Rosa e Joana dançam tango no 7° andar às segundas e quartas-feiras. Terça bebem cerveja na sala, quinta brigam pela louça, no final de semana riem e gozam, repetidas vezes.
Quem mora ao lado escuta, claro, com prazer, por vezes, curiosidade, por outras, incômodo, afinal também; seja por una cabeça ou mi Buenos Aires querido, interpretados pela gravidade de Rosa, ensaiando para a live que ainda não teve coragem de fazer; ou os passos de Joana, professora e pernambucana, ensinando maxixe sem par, sendo homem e mulher em videoaulas in english para estrangeiros entusiastas, tarados por folclore brasileiro. Casal há poucos meses, a pandemia as enclausurou num apartamento de um quarto, sem sacada, no centro de São Paulo, de solo fértil, mas poucas chuvas e lá dentro, equilibravam-se no mesmo fio instável de intersecção que, na Belle époque latino-americana, uniu à distância as supracitadas e transgressivas manifestações artísticas, um século depois muito confortavelmente alçadas à Cultura.
Um dia choveu a cântaros, a luz acabou e Joana deixou um copo quebrar. Sem relacionar-se com as sucessivas desgraças que acometiam o cômodo ao lado e aproveitando interlúdio, o lamento argentino de Rosa alcançou decibéis imprevistos. Aquela que guardava as explosões apenas para o sapateado, deixou-se arrebentar e respondeu à altura: berrou um calaboca acústico tão ressonante que fez o vizinho destilar em baixa resolução eu sabia que tinha algo errado com essas lésbicas. Acontece que uma voz não foi capaz de calar a outra e a milonga prosseguiu num galope melancólico e tinto do qual só os argentinos são capazes. O acento agreste não entregou a vitória de bandeja à porteña, que atirou ao chão o vaso de gerânios, provocando mais alastre. A esta altura, a coreografia não se limitava ao quarto e navegava pela cozinha, sala, banheiro, numa maré imprevista até para a dançarina experiente.

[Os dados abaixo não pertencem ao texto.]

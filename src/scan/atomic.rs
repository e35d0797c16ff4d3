// Copyright (C) 2025 FZI Forschungszentrum Informatik
// SPDX-License-Identifier: Apache-2.0
//! Atomic sequence detection
//!
//! Single-stepping through a load-reserved/store-conditional sequence would
//! clear the reservation on every step, causing the store-conditional to fail
//! forever. Instead, breakpoints are placed at every exit of the sequence and
//! the sequence is run as a whole.

use alloc::vec::Vec;

use crate::arch::{Architecture, AtomicStep};
use crate::config::DebugConfig;
use crate::target::Memory;

/// Determine the breakpoint addresses for stepping over an atomic sequence
///
/// If `pc` is the address of a load-reserved instruction starting a sequence
/// we can step over as a whole, this fn returns the addresses at which
/// breakpoints need to be placed: the target of the sequence's conditional
/// branch if it leaves the sequence, followed by the address after the
/// store-conditional. Otherwise, an empty list is returned and the caller
/// should fall back to ordinary single-stepping.
///
/// The sequence may only contain arithmetic instructions and at most one
/// forward conditional branch, and must be terminated by a store-conditional
/// of the load-reserved's width within the configured number of instructions.
pub fn atomic_sequence_breakpoints<A: Architecture, M: Memory>(
    arch: &A,
    config: &DebugConfig,
    memory: &mut M,
    pc: u64,
) -> Vec<u64> {
    scan(arch, config, memory, pc).unwrap_or_default()
}

fn scan<A: Architecture, M: Memory>(
    arch: &A,
    config: &DebugConfig,
    memory: &mut M,
    pc: u64,
) -> Option<Vec<u64>> {
    let insn = arch.decode(memory, pc).ok()?;
    let AtomicStep::LoadReserved { width } = arch.atomic_step(&insn, pc) else {
        return None;
    };

    let mut address = pc.checked_add(arch.length(&insn))?;
    let mut branch = None;
    for _ in 1..config.atomic_limit {
        let insn = arch.decode(memory, address).ok()?;
        let next = address.checked_add(arch.length(&insn))?;
        match arch.atomic_step(&insn, address) {
            AtomicStep::Arithmetic => (),
            AtomicStep::Branch {
                target: Some(target),
                conditional: true,
            } if branch.is_none() && target > address => branch = Some(target),
            AtomicStep::StoreConditional { width: w } if w == width => {
                let mut breakpoints: Vec<_> =
                    branch.filter(|t| !(pc..next).contains(t)).into_iter().collect();
                breakpoints.push(next);
                log::debug!("Atomic sequence at {pc:#x}, breakpoints at {breakpoints:x?}");
                return Some(breakpoints);
            }
            step => {
                log::trace!("{address:#x}: {insn} ({step:?}) not allowed in atomic sequence");
                return None;
            }
        }
        address = next;
    }
    log::trace!("No store-conditional in atomic sequence at {pc:#x}");
    None
}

Os curiosos e descarados vieram à janela contemplar o espetáculo. A crítica elogiou as escolhas estéticas relativas ao cenário e as soluções inovadoras dos técnicos: fraturas luminosas de vidro, porcelana, cerâmica, argila, dentre outros materiais desconhecidos, inundavam o piso. Os mais ingênuos se apegavam à trilha sonora e aos efeitos especiais do tempo; os mais ousados chegaram a contribuir com um título para a obra: naufrágio fúlgido.

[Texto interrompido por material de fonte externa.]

#[async_trait]
impl PageDriver for MockPage {
    async fn navigate(&self, url: &str, _wait: WaitPolicy) -> DriverResult<()> {
        self.ensure_open()?;
        self.record(PageCall::Navigate {
            url: url.to_string(),
        });
        self.state.lock().unwrap().url = url.to_string();
        Ok(())
    }

    async fn query_all(&self, selector: &str) -> DriverResult<Vec<Element>> {
        self.ensure_open()?;
        self.record(PageCall::QueryAll {
            selector: selector.to_string(),
        });
        Ok(self.lookup(selector))
    }

    async fn wait_for_visible(&self, selector: &str, _timeout: Duration) -> DriverResult<Element> {
        self.ensure_open()?;
        self.record(PageCall::WaitForVisible {
            selector: selector.to_string(),
        });
        self.lookup(selector)
            .into_iter()
            .next()
            .ok_or_else(|| DriverError::Timeout {
                selector: selector.to_string(),
            })
    }

    async fn click(&self, element: &Element) -> DriverResult<()> {
        self.ensure_open()?;
        self.record(PageCall::Click {
            selector: element.selector.clone(),
            index: element.index,
        });

        let advances = {
            let state = self.state.lock().unwrap();
            if state.rounds.is_empty() {
                false
            } else {
                let idx = state.current.min(state.rounds.len() - 1);
                state.rounds[idx].advance_controls.contains(&element.selector)
            }
        };
        if advances {
            self.advance();
        }
        Ok(())
    }

    async fn fill(&self, element: &Element, text: &str) -> DriverResult<()> {
        self.ensure_open()?;
        self.record(PageCall::Fill {
            selector: element.selector.clone(),
            text: text.to_string(),
        });
        Ok(())
    }

    async fn press_key(&self, element: &Element, key: &str) -> DriverResult<()> {
        self.ensure_open()?;
        self.record(PageCall::PressKey {
            selector: element.selector.clone(),
            key: key.to_string(),
        });
        Ok(())
    }

    async fn select_option(&self, selector: &str, _choice: &OptionChoice) -> DriverResult<()> {
        self.ensure_open()?;
        self.record(PageCall::SelectOption {
            selector: selector.to_string(),
        });
        if self.lookup(selector).is_empty() {
            return Err(DriverError::NotFound {
                selector: selector.to_string(),
            });
        }
        Ok(())
    }

    async fn evaluate(&self, script: &str) -> DriverResult<serde_json::Value> {
        self.ensure_open()?;
        self.record(PageCall::Evaluate {
            script: script.to_string(),
        });
        let state = self.state.lock().unwrap();
        for (fragment, value) in &state.eval_responses {
            if script.contains(fragment.as_str()) {
                return Ok(value.clone());
            }
        }
        Ok(serde_json::Value::Null)
    }

    async fn scroll_to_bottom(&self) -> DriverResult<()> {
        self.ensure_open()?;
        self.record(PageCall::ScrollToBottom);

        let advances = {
            let state = self.state.lock().unwrap();
            if state.rounds.is_empty() {
                false
            } else {
                let idx = state.current.min(state.rounds.len() - 1);
                state.rounds[idx].advance_on_scroll
            }
        };
        if advances {
            self.advance();
        }
        Ok(())
    }

    async fn set_file_input(&self, selector: &str, path: &Path) -> DriverResult<()> {
        self.ensure_open()?;
        self.record(PageCall::SetFileInput {
            selector: selector.to_string(),
            path: path.to_path_buf(),
        });
        Ok(())
    }

    /// Mock pages settle instantly; tests never sleep.
    async fn settle(&self, _duration: Duration) {}

    async fn title(&self) -> DriverResult<String> {
        self.ensure_open()?;
        Ok(self.state.lock().unwrap().title.clone())
    }

    async fn body_text(&self) -> DriverResult<String> {
        self.ensure_open()?;
        let state = self.state.lock().unwrap();
        if !state.rounds.is_empty() {
            let idx = state.current.min(state.rounds.len() - 1);
            if let Some(body) = &state.rounds[idx].body {
                return Ok(body.clone());
            }
        }
        Ok(state.body.clone())
    }

    async fn current_url(&self) -> DriverResult<String> {
        self.ensure_open()?;
        Ok(self.state.lock().unwrap().url.clone())
    }

    async fn open_tab(&self, url: &str, _wait: WaitPolicy) -> DriverResult<Arc<dyn PageDriver>> {
        self.ensure_open()?;
        self.record(PageCall::OpenTab {
            url: url.to_string(),
        });
        let state = self.state.lock().unwrap();
        state
            .tabs
            .get(url)
            .cloned()
            .map(|page| page as Arc<dyn PageDriver>)
            .ok_or_else(|| DriverError::Navigation(format!("no scripted tab for {}", url)))
    }

    async fn close(&self) -> DriverResult<()> {
        self.record(PageCall::Close);
        self.state.lock().unwrap().closed = true;
        Ok(())
    }
}

/// Record of a call made to a [`DeterministicAnalyzer`].
#[derive(Debug, Clone, PartialEq)]
pub enum AnalyzerCall {
    InferSearchTerms,
    Embed { text_len: usize },
}

/// A deterministic [`ResumeAnalyzer`] for testing.
///
/// Returns configured search terms and hash-seeded embeddings, so the same
/// text always embeds identically and different texts diverge.
pub struct DeterministicAnalyzer {
    terms: SearchTerms,
    embeddings: RwLock<HashMap<String, Vec<f32>>>,
    embedding_dim: usize,
    calls: Mutex<Vec<AnalyzerCall>>,
}

impl Default for DeterministicAnalyzer {
    fn default() -> Self {
        Self::new()
    }
}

Quando a cortinas caíram, ali onde parecia haver só rompimento e vergonha, exaustas e apátridas sobre seus restos, elas descobriram a composição de uma nova dança à duas: a dor. Num retrato distante, acharam-na bela, decerto mais original do que as notas que até então reproduziam, e quiseram emoldurar o resultado. Deixaram os cacos sobre o chão, sem retocá-los, e, nos anos seguintes, aprenderam a quebrar, no tempo certo, cada um dos objetos adquiridos. Talvez com intenção de dançar sobre eles, talvez apenas de vê-los brilhar.